Explained Dr. Manwaring: "Seamus is important to us here at the Tavistock because his case tells us how successful.... I mean how... effective... and I stress that word... our culture has been in inculcating gender identity and how far we can go....I mean how far it goes.... in engendering mental confusion in the young leading sometimes to this type of chronic, identity crisis. We now know what works... I mean... what the limits are in creating this type of disorder. The institute can learn much therefore, I stress, from this case for the betterment of mankind and I hope my paper will make this clear to my colleagues."
Seamus had had an adverse reaction to his medical treatment and, some months later, after being discharged from the asylum, and having missed the deadline for his enrolment at Cambridge, he killed himself by jumping off Blackfriar's bridge into the Thames. His body was never recovered.
Shortly before taking his life Seamus removed the black colour from his hair. He wanted to die with the hair he had been born with, he stated in a message left on his laptop.
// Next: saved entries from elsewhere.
use std::time::Duration;

use atelier_replicate::client::DEFAULT_API_URL;

/// Server configuration loaded from environment variables.
///
/// All fields have sensible defaults suitable for local development.
/// In production, override via environment variables.
#[derive(Debug, Clone)]
pub struct ServerConfig {
    /// Bind address (default: `0.0.0.0`).
    pub host: String,
    /// Bind port (default: `3000`).
    pub port: u16,
    /// Allowed CORS origins, parsed from comma-separated `CORS_ORIGINS` env var.
    pub cors_origins: Vec<String>,
    /// HTTP request timeout in seconds (default: `30`).
    pub request_timeout_secs: u64,
    /// Provider and delivery settings for the generation pipeline.
    pub generation: GenerationConfig,
}

/// How attempt outcomes reach the job record.
#[derive(Debug, Clone, Copy, PartialEq, Eq)]
pub enum DeliveryMode {
    /// An in-process loop runs attempts one at a time and polls the
    /// provider until each reaches a terminal state.
    Poll,
    /// All attempts are submitted up front; the provider reports outcomes
    /// via inbound webhook callbacks.
    Webhook,
}

/// Generation pipeline configuration.
#[derive(Debug, Clone)]
pub struct GenerationConfig {
    /// Replicate API base URL.
    pub replicate_api_url: String,
    /// Replicate API token. Empty means unconfigured; job starts will fail
    /// at the provider, which the attempt bookkeeping absorbs as failures.
    pub replicate_api_token: String,
    /// Delivery mode for attempt outcomes.
    pub delivery: DeliveryMode,
    /// Public base URL for provider callbacks (required in webhook mode),
    /// e.g. `https://host/api/v1/webhooks/replicate`.
    pub webhook_base_url: Option<String>,
    /// Pause between attempts on the polling path.
    pub attempt_delay: Duration,
}

impl ServerConfig {
    /// Load configuration from environment variables with defaults.
    ///
    /// | Env Var                | Default                    |
    /// |------------------------|----------------------------|
    /// | `HOST`                 | `0.0.0.0`                  |
    /// | `PORT`                 | `3000`                     |
    /// | `CORS_ORIGINS`         | `http://localhost:5173`    |
    /// | `REQUEST_TIMEOUT_SECS` | `30`                       |
    /// | `REPLICATE_API_URL`    | `https://api.replicate.com`|
    /// | `REPLICATE_API_TOKEN`  | (empty)                    |
    /// | `GENERATION_DELIVERY`  | `poll`                     |
    /// | `WEBHOOK_BASE_URL`     | (unset)                    |
    /// | `ATTEMPT_DELAY_SECS`   | `2`                        |
    pub fn from_env() -> Self {
        let host = std::env::var("HOST").unwrap_or_else(|_| "0.0.0.0".into());

        let port: u16 = std::env::var("PORT")
            .unwrap_or_else(|_| "3000".into())
            .parse()
            .expect("PORT must be a valid u16");

        let cors_origins: Vec<String> = std::env::var("CORS_ORIGINS")
            .unwrap_or_else(|_| "http://localhost:5173".into())
            .split(',')
            .map(|s| s.trim().to_string())
            .filter(|s| !s.is_empty())
            .collect();

        let request_timeout_secs: u64 = std::env::var("REQUEST_TIMEOUT_SECS")
            .unwrap_or_else(|_| "30".into())
            .parse()
            .expect("REQUEST_TIMEOUT_SECS must be a valid u64");

        let replicate_api_url =
            std::env::var("REPLICATE_API_URL").unwrap_or_else(|_| DEFAULT_API_URL.into());

        let replicate_api_token = std::env::var("REPLICATE_API_TOKEN").unwrap_or_default();

        let delivery = match std::env::var("GENERATION_DELIVERY")
            .unwrap_or_else(|_| "poll".into())
            .as_str()
        {
            "poll" => DeliveryMode::Poll,
            "webhook" => DeliveryMode::Webhook,
            other => panic!("GENERATION_DELIVERY must be 'poll' or 'webhook', got '{other}'"),
        };

        let webhook_base_url = std::env::var("WEBHOOK_BASE_URL").ok();
        if delivery == DeliveryMode::Webhook && webhook_base_url.is_none() {
            panic!("WEBHOOK_BASE_URL must be set when GENERATION_DELIVERY is 'webhook'");
        }

        let attempt_delay_secs: u64 = std::env::var("ATTEMPT_DELAY_SECS")
            .unwrap_or_else(|_| "2".into())
            .parse()
            .expect("ATTEMPT_DELAY_SECS must be a valid u64");

        Self {
            host,
            port,
            cors_origins,
            request_timeout_secs,
            generation: GenerationConfig {
                replicate_api_url,
                replicate_api_token,
                delivery,
                webhook_base_url,
                attempt_delay: Duration::from_secs(attempt_delay_secs),
            },
        }
    }
}
//! Persistence seam for job records.
//!
//! [`JobStore`] is a key-value abstraction over the job registry: one record
//! per job id, with per-key atomic application of attempt outcomes. The
//! in-memory implementation in [`memory`] backs the service and its tests;
//! a hosted key-value backend would implement the same trait with
//! conditional updates.

pub mod memory;

use async_trait::async_trait;

use atelier_core::job::{AttemptOutcome, Job, SubmittedAttempt};
use atelier_core::types::JobId;

pub use memory::MemoryJobStore;

/// Errors from the job store.
#[derive(Debug, thiserror::Error)]
pub enum StoreError {
    #[error("Job not found: {0}")]
    JobNotFound(JobId),

    #[error("Invalid update: {0}")]
    InvalidUpdate(#[from] atelier_core::error::CoreError),
}

/// Key-value registry of job records.
///
/// `record_attempt` and `mark_submitted` apply their mutation atomically for
/// the given key, so racing webhook deliveries for the same job cannot lose
/// results or double-count — the idempotence check inside
/// [`Job::record_attempt`] runs under the same exclusion as the write.
#[async_trait]
pub trait JobStore: Send + Sync {
    /// Persist a freshly created job. The record must be visible to readers
    /// before the creating request returns.
    async fn insert(&self, job: Job) -> Result<(), StoreError>;

    /// Fetch a job by id, `None` if no such record exists.
    async fn get(&self, id: JobId) -> Result<Option<Job>, StoreError>;

    /// All jobs, newest first.
    async fn list(&self) -> Result<Vec<Job>, StoreError>;

    /// Atomically apply one attempt outcome and return the updated record.
    ///
    /// Duplicate `(id, attempt_index)` applications return the record
    /// unchanged.
    async fn record_attempt(
        &self,
        id: JobId,
        attempt_index: u32,
        outcome: AttemptOutcome,
    ) -> Result<Job, StoreError>;

    /// Register up-front prediction submissions (webhook delivery mode).
    async fn mark_submitted(
        &self,
        id: JobId,
        submissions: Vec<SubmittedAttempt>,
    ) -> Result<Job, StoreError>;

    /// Move the job to its terminal status and return the updated record.
    async fn finalize(&self, id: JobId) -> Result<Job, StoreError>;
}
//! REST client for the Replicate predictions API.
//!
//! [`ReplicateClient`] wraps prediction submission, polling, and
//! webhook-tagged submission using [`reqwest`], and implements
//! [`ImageGenerator`] so the worker and API layers stay provider-agnostic.

use std::time::Duration;

use async_trait::async_trait;

use atelier_core::job::AttemptOutcome;
use atelier_core::types::JobId;

use crate::api::{
    Prediction, PredictionInput, PredictionRequest, ReplicateError, MODEL_VERSION,
};
use crate::ImageGenerator;

/// Default Replicate API base URL.
pub const DEFAULT_API_URL: &str = "https://api.replicate.com";

/// How often a synchronous generation polls the prediction.
const POLL_INTERVAL: Duration = Duration::from_secs(5);

/// Wall-clock cap per synchronous attempt. A prediction still running past
/// this point is treated as a failed attempt rather than blocking the loop.
const MAX_WAIT: Duration = Duration::from_secs(120);

/// Webhook events we ask the provider to deliver.
const WEBHOOK_EVENTS: &[&str] = &["start", "completed"];

/// HTTP client for the Replicate predictions API.
pub struct ReplicateClient {
    client: reqwest::Client,
    api_url: String,
    token: String,
    webhook_base: Option<String>,
}

impl ReplicateClient {
    /// Create a new client.
    ///
    /// * `api_url` - Base URL, e.g. `https://api.replicate.com`.
    /// * `token`   - API token sent as `Authorization: Token ...`.
    pub fn new(api_url: impl Into<String>, token: impl Into<String>) -> Self {
        Self {
            client: reqwest::Client::new(),
            api_url: api_url.into(),
            token: token.into(),
            webhook_base: None,
        }
    }

    /// Set the public callback URL predictions are tagged with in webhook
    /// delivery mode (e.g. `https://host/api/v1/webhooks/replicate`).
    pub fn with_webhook_base(mut self, webhook_base: impl Into<String>) -> Self {
        self.webhook_base = Some(webhook_base.into());
        self
    }

    /// Submit a prediction.
    ///
    /// Sends `POST /v1/predictions` with the standard generation input and
    /// an optional webhook tag. Returns the provider's prediction record.
    pub async fn create_prediction(
        &self,
        input: PredictionInput,
        webhook: Option<String>,
    ) -> Result<Prediction, ReplicateError> {
        let body = PredictionRequest {
            version: MODEL_VERSION,
            input,
            webhook_events_filter: webhook.as_ref().map(|_| WEBHOOK_EVENTS.to_vec()),
            webhook,
        };

        let response = self
            .client
            .post(format!("{}/v1/predictions", self.api_url))
            .header("Authorization", format!("Token {}", self.token))
            .json(&body)
            .send()
            .await?;

        Self::parse_response(response).await
    }

    /// Fetch the current state of a prediction.
    ///
    /// Sends `GET /v1/predictions/{id}`.
    pub async fn get_prediction(&self, prediction_id: &str) -> Result<Prediction, ReplicateError> {
        let response = self
            .client
            .get(format!("{}/v1/predictions/{}", self.api_url, prediction_id))
            .header("Authorization", format!("Token {}", self.token))
            .send()
            .await?;

        Self::parse_response(response).await
    }

    // ---- private helpers ----

    /// Ensure the response has a success status code. Returns the response
    /// unchanged on success, or a [`ReplicateError::Api`] containing the
    /// status and body text on failure.
    async fn ensure_success(
        response: reqwest::Response,
    ) -> Result<reqwest::Response, ReplicateError> {
        let status = response.status();
        if !status.is_success() {
            let body = response
                .text()
                .await
                .unwrap_or_else(|_| "<unreadable body>".to_string());
            return Err(ReplicateError::Api {
                status: status.as_u16(),
                body,
            });
        }
        Ok(response)
    }

    /// Parse a successful JSON response body into the expected type.
    async fn parse_response<T: serde::de::DeserializeOwned>(
        response: reqwest::Response,
    ) -> Result<T, ReplicateError> {
        let response = Self::ensure_success(response).await?;
        Ok(response.json::<T>().await?)
    }
}

/// Build the callback URL for one attempt.
///
/// The provider's prediction metadata cannot carry arbitrary fields, so the
/// job id and attempt index ride along as query parameters instead.
fn webhook_callback_url(base: &str, job_id: JobId, attempt_index: u32) -> String {
    format!("{base}?job_id={job_id}&attempt_index={attempt_index}")
}

#[async_trait]
impl ImageGenerator for ReplicateClient {
    async fn generate(&self, prompt: &str) -> AttemptOutcome {
        let prediction = match self
            .create_prediction(PredictionInput::for_prompt(prompt), None)
            .await
        {
            Ok(p) => p,
            Err(e) => {
                tracing::warn!(error = %e, "Failed to create prediction");
                return AttemptOutcome::Failure {
                    reason: e.to_string(),
                };
            }
        };

        let deadline = tokio::time::Instant::now() + MAX_WAIT;
        loop {
            match self.get_prediction(&prediction.id).await {
                Ok(current) => {
                    if let Some(outcome) = current.outcome() {
                        return outcome;
                    }
                }
                Err(e) => {
                    tracing::warn!(
                        prediction_id = %prediction.id,
                        error = %e,
                        "Failed to poll prediction"
                    );
                    return AttemptOutcome::Failure {
                        reason: e.to_string(),
                    };
                }
            }

            if tokio::time::Instant::now() + POLL_INTERVAL > deadline {
                tracing::warn!(
                    prediction_id = %prediction.id,
                    "Timed out waiting for prediction"
                );
                return AttemptOutcome::Failure {
                    reason: format!("timed out after {}s", MAX_WAIT.as_secs()),
                };
            }
            tokio::time::sleep(POLL_INTERVAL).await;
        }
    }

    async fn submit(
        &self,
        prompt: &str,
        job_id: JobId,
        attempt_index: u32,
    ) -> Result<String, ReplicateError> {
        let base = self
            .webhook_base
            .as_deref()
            .ok_or(ReplicateError::WebhookNotConfigured)?;
        let webhook = webhook_callback_url(base, job_id, attempt_index);

        let prediction = self
            .create_prediction(PredictionInput::for_prompt(prompt), Some(webhook))
            .await?;

        tracing::debug!(
            prediction_id = %prediction.id,
            %job_id,
            attempt_index,
            "Submitted prediction with webhook"
        );
        Ok(prediction.id)
    }

    async fn check(&self, prediction_id: &str) -> Result<Option<AttemptOutcome>, ReplicateError> {
        let prediction = self.get_prediction(prediction_id).await?;
        Ok(prediction.outcome())
    }
}

// ---------------------------------------------------------------------------
// Tests
// ---------------------------------------------------------------------------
Seamus's father said: "I don't understand what happened to him. We brought him up to be independent. He was strong and healthy and liked sports. He could make friends easily if he wanted to, but was always a bit of a thinker, a loner. He was a brilliant student, top in all his subjects and would have made a wonderful scholar; but he wanted desperately, he told me, to find out what the real world was like. I guess that was his mistake. I don't understand what happened to him. I'll never understand it. I cannot explain it to myself. Nor can I understand why Dr. Manwaring confiscated my boy's books, movies and laptop. We may have to sue to have them returned."
"Seamus was an angel," explained his mother. "I knew from the start he was not meant for this crazy world. I implored him to go straight to university, but he wouldn't listen. But now he is at peace. One more casualty among thousands of others."